FTNews- Penjabat (Pj) Gubernur DKI Heru Budi Hartono, diminta untuk tidak melakukan pergantian atau rotasi pejabat menjelang pelaksanaan Pilkada 2024. Imbauan itu disampaikan langsung Badan Pengawas Pemilu (Bawaslu) DKI kepada Heru.

Koordinator Divisi Hukum, Pendidikan dan Pelatihan (Diklat) Bawaslu DKI Jakarta Sakhroji menyebut, pihaknya bahkan telah melayangkan surat imbauan kepada Heru.

"Surat imbauan telah kami kirim sejak awal April 2024. Kepada Pak Pj Gubernur (Heru) agar tidak merotasi pejabat di DKI Jakarta menjelang pilkada," ujar Sakhroji dalam keterangannya, Selasa (14/5).

Ia menambahkan, mbauan itu pihaknya kirim untuk mengantisipasi adanya pelanggaran. Pada Pemilihan Gubernur dan Wakil Gubernur (Pilgub) DKI Jakarta 2024.

Tertuang Dalam Dua Pasal


Sakhroji juga mengatakan, ada dua pasal yang melarang PJ gubernur melakukan rotasi pejabat.

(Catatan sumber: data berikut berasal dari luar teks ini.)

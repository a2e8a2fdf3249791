//! Review conversions.

use rust_decimal::prelude::ToPrimitive;
use serde::Deserialize;
use shopfront_core::ReviewId;

use super::ImageRefs;
use super::loose::{Amount, Text, Timestamp};
use crate::types::{Review, ReviewedProduct};

/// Review as the server sends it.
#[derive(Debug, Deserialize)]
pub struct WireReview {
    id: ReviewId,
    #[serde(default)]
    rating: Amount,
    #[serde(default)]
    comment: Text,
    #[serde(default)]
    user_name: Text,
    #[serde(default)]
    name: Text,
    #[serde(default, rename = "createdAt")]
    created_at_camel: Timestamp,
    #[serde(default)]
    created_at: Timestamp,
    #[serde(default, rename = "Product")]
    product: Option<WireReviewedProduct>,
}

#[derive(Debug, Deserialize)]
struct WireReviewedProduct {
    #[serde(default)]
    name: Text,
    #[serde(flatten)]
    image: ImageRefs,
}

pub fn convert_review(review: WireReview) -> Review {
    // Ratings are whole stars; anything outside 0..=5 is clamped.
    let rating = review
        .rating
        .0
        .and_then(|r| r.floor().to_i64())
        .map_or(0, |r| r.clamp(0, 5));

    Review {
        id: review.id,
        rating: u8::try_from(rating).unwrap_or(0),
        comment: review.comment.0.unwrap_or_default(),
        user_name: review
            .user_name
            .or(review.name)
            .0
            .unwrap_or_else(|| "Customer".to_string()),
        created_at: review.created_at_camel.or(review.created_at).0,
        product: review.product.map(|p| ReviewedProduct {
            name: p.name.0.unwrap_or_default(),
            image: p.image.first(),
        }),
    }
}

#[cfg(test)]
#[allow(clippy::unwrap_used)]
mod tests {
    use serde_json::{Value, json};

    use super::*;

    fn convert(value: Value) -> Review {
        convert_review(serde_json::from_value(value).unwrap())
    }

    #[test]
    fn test_review_with_product() {
        let review = convert(json!({
            "id": 3,
            "rating": "4.0",
            "comment": "Lovely texture",
            "user_name": "Meera",
            "createdAt": "2024-02-10T08:00:00Z",
            "Product": {"name": "Aloe Gel", "image_path": "aloe.png"}
        }));
        assert_eq!(review.rating, 4);
        assert_eq!(review.user_name, "Meera");
        assert!(review.created_at.is_some());
        let product = review.product.unwrap();
        assert_eq!(product.name, "Aloe Gel");
        assert_eq!(product.image.as_deref(), Some("aloe.png"));
    }

    #[test]
    fn test_review_defaults() {
        let review = convert(json!({"id": "r1", "rating": 7}));
        assert_eq!(review.rating, 5);
        assert_eq!(review.user_name, "Customer");
        assert_eq!(review.comment, "");
        assert!(review.product.is_none());
    }
}
//! Newtype IDs for type-safe entity references.
//!
//! Use the `define_id!` macro to create type-safe ID wrappers that prevent
//! accidentally mixing IDs from different entity types.
//!
//! The API hands out identifiers as strings, but older endpoints still emit
//! bare integers. Every ID deserializes from either form and always
//! serializes back as a string.

use serde::{Deserialize, Deserializer};

/// Macro to define a type-safe ID wrapper.
///
/// Creates a newtype wrapper around `String` with:
/// - `Serialize` with `#[serde(transparent)]`
/// - `Deserialize` accepting a JSON string or integer
/// - `Debug`, `Clone`, `PartialEq`, `Eq`, `Hash`, `PartialOrd`, `Ord`
/// - Conversion methods: `new()`, `as_str()`, `into_inner()`
/// - `From<String>`, `From<&str>`, `AsRef<str>` and `Display` implementations
///
/// # Example
///
/// ```rust
/// # use shopfront_core::define_id;
/// define_id!(UserId);
/// define_id!(OrderId);
///
/// let user_id = UserId::new("u-1");
/// let order_id = OrderId::new("o-1");
///
/// // These are different types, so this won't compile:
/// // let _: UserId = order_id;
/// ```
#[macro_export]
macro_rules! define_id {
    ($name:ident) => {
        #[derive(
            Debug,
            Clone,
            PartialEq,
            Eq,
            Hash,
            PartialOrd,
            Ord,
            ::serde::Serialize
        )]
        #[serde(transparent)]
        pub struct $name(String);

        impl $name {
            /// Create a new ID from any string-like value.
            #[must_use]
            pub fn new(id: impl Into<String>) -> Self {
                Self(id.into())
            }

            /// Get the underlying string value.
            #[must_use]
            pub fn as_str(&self) -> &str {
                &self.0
            }

            /// Consume the ID and return the inner string.
            #[must_use]
            pub fn into_inner(self) -> String {
                self.0
            }
        }

        impl ::core::fmt::Display for $name {
            fn fmt(&self, f: &mut ::core::fmt::Formatter<'_>) -> ::core::fmt::Result {
                f.write_str(&self.0)
            }
        }

        impl From<String> for $name {
            fn from(id: String) -> Self {
                Self(id)
            }
        }

        impl From<&str> for $name {
            fn from(id: &str) -> Self {
                Self(id.to_owned())
            }
        }

        impl From<$name> for String {
            fn from(id: $name) -> Self {
                id.0
            }
        }

        impl AsRef<str> for $name {
            fn as_ref(&self) -> &str {
                &self.0
            }
        }

        impl<'de> ::serde::Deserialize<'de> for $name {
            fn deserialize<D>(deserializer: D) -> ::core::result::Result<Self, D::Error>
            where
                D: ::serde::Deserializer<'de>,
            {
                $crate::types::id::deserialize_id(deserializer).map(Self)
            }
        }
    };
}

#[derive(Deserialize)]
#[serde(untagged)]
enum RawId {
    Text(String),
    Signed(i64),
    Unsigned(u64),
}

/// Deserialize an identifier that may arrive as a JSON string or integer.
///
/// Used by the `define_id!` macro; exposed so wire types can apply it to
/// plain `String` fields with `#[serde(deserialize_with = ...)]`.
///
/// # Errors
///
/// Returns the deserializer's error if the value is neither a string nor an integer.
pub fn deserialize_id<'de, D>(deserializer: D) -> Result<String, D::Error>
where
    D: Deserializer<'de>,
{
    Ok(match RawId::deserialize(deserializer)? {
        RawId::Text(s) => s,
        RawId::Signed(n) => n.to_string(),
        RawId::Unsigned(n) => n.to_string(),
    })
}

// Define standard entity IDs
define_id!(UserId);
define_id!(ProductId);
define_id!(OrderId);
define_id!(OrderItemId);
define_id!(CategoryId);
define_id!(BannerId);
define_id!(ConcernId);
define_id!(ReviewId);
define_id!(AddressId);
define_id!(WishlistItemId);
define_id!(ContactMessageId);
define_id!(PageId);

"Ada di Undang-Undang Nomor 10 Tahun 2016 tentang Perubahan Kedua atas Undang-Undang Nomor 1 Tahun 2015. Tentang Penetapan Peraturan Pemerintah Pengganti Undang-Undang Nomor 1 Tahun 2014 tentang Pilkada,"tuturnya.

Adapun pasal pertama yakni, Pasal 71 ayat (2) berbunyi 'Gubernur atau Wakil Gubernur, Bupati atau Wakil Bupati dan Wali Kota atau Wakil Wali Kota tidak boleh melakukan penggantian pejabat. Enam bulan sebelum tanggal penetapan pasangan calon sampai dengan masa jabatan. Kecuali mendapat persetujuan tertulis dari menteri'.

"Jadi (larangan merotasi pejabat itu) enam bulan sebelum penetapan pasangan calon (kepala daerah). Bukan enam bulan sebelum pencoblosan," ungkap Sakhroji.

Kemudian pasal kedua, yakni Pasal 162 ayat (3). Berbunyi 'Gubernur, Bupati, atau Wali Kota yang akan melakukan penggantian pejabat di lingkungan pemerintah daerah provinsi atau kabupaten/kota, dalam jangka waktu enam bulan terhitung tanggal pelantikan harus mendapatkan persetujuan tertulis dari menteri'.

"Sehingga kepala daerah yang melakukan mutasi pejabat menjelang Pilkada 2024 berpotensi akan dapat sanksi pidana. Sebagaimana yang tertuang pada Pasal 190 Undang-Undang Nomor 10 Tahun 2016 tentang Pilkada,"tandasnya.

Kemudian, lanjutnya Pasal 190 berbunyi 'Pejabat yang melanggar ketentuan Pasal 71 ayat (2) atau Pasal 162 ayat (3), dapat  terkena pidana. Dengan pidana penjara paling singkat satu bulan atau paling lama enam bulan. Dan/atau denda paling sedikit Rp600.000 atau paling banyak Rp6.000.000.